++++ DATA UNDER STUDY
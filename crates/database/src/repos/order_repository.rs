//! Orders, line items and the stock they consume.

use sqlx::{Sqlite, SqlitePool, Transaction};
use tracing::info;

use super::product_repository::insert_movement;
use crate::entities::order::{Order, OrderDetail, OrderItem, OrderLine, OrderStatus};
use crate::entities::product::MovementType;
use crate::errors::{DatabaseError, DatabaseResult};
use crate::time::now_timestamp;

const ORDER_SELECT: &str = r#"
    SELECT o.id, o.public_id, o.customer_id, c.public_id AS customer_public_id, c.email AS customer_email,
           o.status, o.total_cents, o.currency, o.payment_intent_id, o.notes, o.created_at, o.updated_at
    FROM orders o
    JOIN customers c ON c.id = o.customer_id
"#;

pub struct OrderRepository {
    pool: SqlitePool,
}

struct ResolvedLine {
    product_id: i64,
    name: String,
    quantity: i64,
    unit_price_cents: i64,
    stock_after: i64,
}

impl OrderRepository {
    pub fn new(pool: SqlitePool) -> Self {
        Self { pool }
    }

    /// Create an order and reserve its stock in one transaction.
    ///
    /// Lines naming the same product are merged. Every product must be
    /// active and have enough stock, otherwise nothing is written.
    pub async fn create_with_items(
        &self,
        customer_id: i64,
        lines: &[OrderLine],
        currency: &str,
        notes: Option<&str>,
    ) -> DatabaseResult<OrderDetail> {
        if lines.is_empty() {
            return Err(DatabaseError::Validation("order must contain at least one item".into()));
        }

        let mut merged: Vec<(String, i64)> = Vec::with_capacity(lines.len());
        for line in lines {
            if line.quantity <= 0 {
                return Err(DatabaseError::Validation("item quantity must be positive".into()));
            }
            match merged.iter_mut().find(|(id, _)| id == &line.product_id) {
                Some((_, quantity)) => {
                    *quantity = quantity
                        .checked_add(line.quantity)
                        .ok_or_else(|| DatabaseError::Validation("item quantity is too large".into()))?;
                }
                None => merged.push((line.product_id.clone(), line.quantity)),
            }
        }

        let now = now_timestamp();
        let mut tx = self.pool.begin().await?;

        let mut resolved = Vec::with_capacity(merged.len());
        for (product_public_id, quantity) in &merged {
            // The guarded decrement is the first statement so the transaction
            // holds the write lock before anything is read.
            let reserved: Option<(i64, String, i64, i64)> = sqlx::query_as(
                r#"
                UPDATE products SET stock_quantity = stock_quantity - ?1, updated_at = ?2
                WHERE public_id = ?3 AND is_active = true AND stock_quantity >= ?1
                RETURNING id, name, price_cents, stock_quantity
                "#,
            )
            .bind(*quantity)
            .bind(&now)
            .bind(product_public_id)
            .fetch_optional(&mut *tx)
            .await?;

            let Some((product_id, name, price_cents, stock_after)) = reserved else {
                return Err(unreservable(&mut tx, product_public_id, *quantity).await);
            };

            resolved.push(ResolvedLine {
                product_id,
                name,
                quantity: *quantity,
                unit_price_cents: price_cents,
                stock_after,
            });
        }

        let total_cents = resolved
            .iter()
            .try_fold(0_i64, |total, line| {
                line.unit_price_cents
                    .checked_mul(line.quantity)
                    .and_then(|subtotal| total.checked_add(subtotal))
            })
            .ok_or_else(|| DatabaseError::Validation("order total is too large".into()))?;

        let public_id = cuid2::cuid();
        let order_id = sqlx::query(
            r#"
            INSERT INTO orders (public_id, customer_id, status, total_cents, currency, notes, created_at, updated_at)
            VALUES (?, ?, 'pending', ?, ?, ?, ?, ?)
            "#,
        )
        .bind(&public_id)
        .bind(customer_id)
        .bind(total_cents)
        .bind(currency.to_ascii_lowercase())
        .bind(notes)
        .bind(&now)
        .bind(&now)
        .execute(&mut *tx)
        .await?
        .last_insert_rowid();

        for line in &resolved {
            insert_movement(
                &mut tx,
                line.product_id,
                MovementType::Sale,
                -line.quantity,
                line.stock_after,
                Some("order placed"),
                Some(&public_id),
            )
            .await?;

            sqlx::query(
                "INSERT INTO order_items (order_id, product_id, product_name, quantity, unit_price_cents) VALUES (?, ?, ?, ?, ?)",
            )
            .bind(order_id)
            .bind(line.product_id)
            .bind(&line.name)
            .bind(line.quantity)
            .bind(line.unit_price_cents)
            .execute(&mut *tx)
            .await?;
        }

        tx.commit().await?;
        info!(order_id = %public_id, total_cents, items = resolved.len(), "order created");

        self.find_by_public_id(&public_id)
            .await?
            .ok_or_else(|| DatabaseError::NotFound("order".into()))
    }

    pub async fn set_payment_intent(&self, order_id: i64, payment_intent_id: &str) -> DatabaseResult<()> {
        sqlx::query("UPDATE orders SET payment_intent_id = ?, updated_at = ? WHERE id = ?")
            .bind(payment_intent_id)
            .bind(now_timestamp())
            .bind(order_id)
            .execute(&self.pool)
            .await?;
        Ok(())
    }

    pub async fn find_by_public_id(&self, public_id: &str) -> DatabaseResult<Option<OrderDetail>> {
        let order = sqlx::query_as::<_, Order>(&format!("{ORDER_SELECT} WHERE o.public_id = ?"))
            .bind(public_id)
            .fetch_optional(&self.pool)
            .await?;

        let Some(order) = order else {
            return Ok(None);
        };

        let items = sqlx::query_as::<_, OrderItem>(
            r#"
            SELECT i.id, i.order_id, p.public_id AS product_public_id, i.product_name, i.quantity, i.unit_price_cents
            FROM order_items i
            JOIN products p ON p.id = i.product_id
            WHERE i.order_id = ?
            ORDER BY i.id ASC
            "#,
        )
        .bind(order.id)
        .fetch_all(&self.pool)
        .await?;

        Ok(Some(OrderDetail { order, items }))
    }

    pub async fn list(
        &self,
        status: Option<OrderStatus>,
        limit: i64,
        offset: i64,
    ) -> DatabaseResult<Vec<Order>> {
        let orders = sqlx::query_as::<_, Order>(&format!(
            "{ORDER_SELECT} WHERE (?1 IS NULL OR o.status = ?1) ORDER BY o.created_at DESC, o.id DESC LIMIT ?2 OFFSET ?3"
        ))
        .bind(status)
        .bind(limit)
        .bind(offset)
        .fetch_all(&self.pool)
        .await?;
        Ok(orders)
    }

    pub async fn list_for_customer(&self, customer_id: i64) -> DatabaseResult<Vec<Order>> {
        let orders = sqlx::query_as::<_, Order>(&format!(
            "{ORDER_SELECT} WHERE o.customer_id = ? ORDER BY o.created_at DESC, o.id DESC"
        ))
        .bind(customer_id)
        .fetch_all(&self.pool)
        .await?;
        Ok(orders)
    }

    pub async fn count(&self) -> DatabaseResult<i64> {
        let count = sqlx::query_scalar::<_, i64>("SELECT COUNT(*) FROM orders")
            .fetch_one(&self.pool)
            .await?;
        Ok(count)
    }

    /// Move an order along its lifecycle. Cancelling puts the reserved stock back.
    pub async fn update_status(
        &self,
        public_id: &str,
        next: OrderStatus,
    ) -> DatabaseResult<OrderDetail> {
        let (order_id, current): (i64, OrderStatus) =
            sqlx::query_as("SELECT id, status FROM orders WHERE public_id = ?")
                .bind(public_id)
                .fetch_optional(&self.pool)
                .await?
                .ok_or_else(|| DatabaseError::NotFound("order".into()))?;

        if !current.can_transition_to(next) {
            return Err(DatabaseError::InvalidTransition {
                from: current.to_string(),
                to: next.to_string(),
            });
        }

        let now = now_timestamp();
        let mut tx = self.pool.begin().await?;

        // Compare-and-set against the status read above. As the first
        // statement it also takes the write lock for the restock below.
        let result = sqlx::query("UPDATE orders SET status = ?, updated_at = ? WHERE id = ? AND status = ?")
            .bind(next)
            .bind(&now)
            .bind(order_id)
            .bind(current)
            .execute(&mut *tx)
            .await?;

        if result.rows_affected() == 0 {
            return Err(DatabaseError::InvalidTransition {
                from: current.to_string(),
                to: next.to_string(),
            });
        }

        if next == OrderStatus::Cancelled {
            let items: Vec<(i64, i64)> =
                sqlx::query_as("SELECT product_id, quantity FROM order_items WHERE order_id = ?")
                    .bind(order_id)
                    .fetch_all(&mut *tx)
                    .await?;

            for (product_id, quantity) in items {
                let stock_after = sqlx::query_scalar::<_, i64>(
                    "UPDATE products SET stock_quantity = stock_quantity + ?, updated_at = ? WHERE id = ? RETURNING stock_quantity",
                )
                .bind(quantity)
                .bind(&now)
                .bind(product_id)
                .fetch_one(&mut *tx)
                .await?;

                insert_movement(
                    &mut tx,
                    product_id,
                    MovementType::Return,
                    quantity,
                    stock_after,
                    Some("order cancelled"),
                    Some(public_id),
                )
                .await?;
            }
        }

        tx.commit().await?;
        info!(order_id = %public_id, from = %current, to = %next, "order status changed");

        self.find_by_public_id(public_id)
            .await?
            .ok_or_else(|| DatabaseError::NotFound("order".into()))
    }

    /// Revenue from orders that were not cancelled and left the pending state.
    pub async fn revenue_cents(&self) -> DatabaseResult<i64> {
        let revenue = sqlx::query_scalar::<_, i64>(
            "SELECT COALESCE(SUM(total_cents), 0) FROM orders WHERE status IN ('processing', 'completed')",
        )
        .fetch_one(&self.pool)
        .await?;
        Ok(revenue)
    }
}

/// Explain why a guarded stock decrement matched no row.
async fn unreservable(
    tx: &mut Transaction<'_, Sqlite>,
    product_public_id: &str,
    quantity: i64,
) -> DatabaseError {
    let row: Result<Option<(String, i64, bool)>, sqlx::Error> =
        sqlx::query_as("SELECT sku, stock_quantity, is_active FROM products WHERE public_id = ?")
            .bind(product_public_id)
            .fetch_optional(&mut **tx)
            .await;

    match row {
        Err(error) => DatabaseError::Query(error),
        Ok(None) => DatabaseError::NotFound(format!("product {product_public_id}")),
        Ok(Some((sku, _, false))) => DatabaseError::Validation(format!("product {sku} is not available")),
        Ok(Some((sku, available, true))) => DatabaseError::InsufficientStock {
            sku,
            available,
            requested: quantity,
        },
    }
}
//! Repository implementations

pub mod appointment_repository;
pub mod customer_repository;
pub mod notification_repository;
pub mod order_repository;
pub mod prescription_repository;
pub mod product_repository;

pub use appointment_repository::AppointmentRepository;
pub use customer_repository::{CustomerRepository, InteractionRepository};
pub use notification_repository::NotificationRepository;
pub use order_repository::OrderRepository;
pub use prescription_repository::PrescriptionRepository;
pub use product_repository::ProductRepository;

/// Turn a free-text search into a `LIKE` pattern, `None` when blank.
pub(crate) fn like_pattern(search: Option<&str>) -> Option<String> {
    search
        .map(str::trim)
        .filter(|term| !term.is_empty())
        .map(|term| format!("%{}%", term.replace('%', "").replace('_', "")))
}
++++++++
ASSIGNED TASK: Starting at the first line of the data above, please restate word for word every line up to and including the one that holds "SELECT o.id, o.public_id, o.customer_id, c.public_id", and add nothing else.

ANSWER BOX:
filename crates/database/src/repos/order_repository.rs
//! Orders, line items and the stock they consume.

use sqlx::{Sqlite, SqlitePool, Transaction};
use tracing::info;

use super::product_repository::insert_movement;
use crate::entities::order::{Order, OrderDetail, OrderItem, OrderLine, OrderStatus};
use crate::entities::product::MovementType;
use crate::errors::{DatabaseError, DatabaseResult};
use crate::time::now_timestamp;

const ORDER_SELECT: &str = r#"
    SELECT o.id, o.public_id, o.customer_id, c.public_id AS customer_public_id, c.email AS customer_email,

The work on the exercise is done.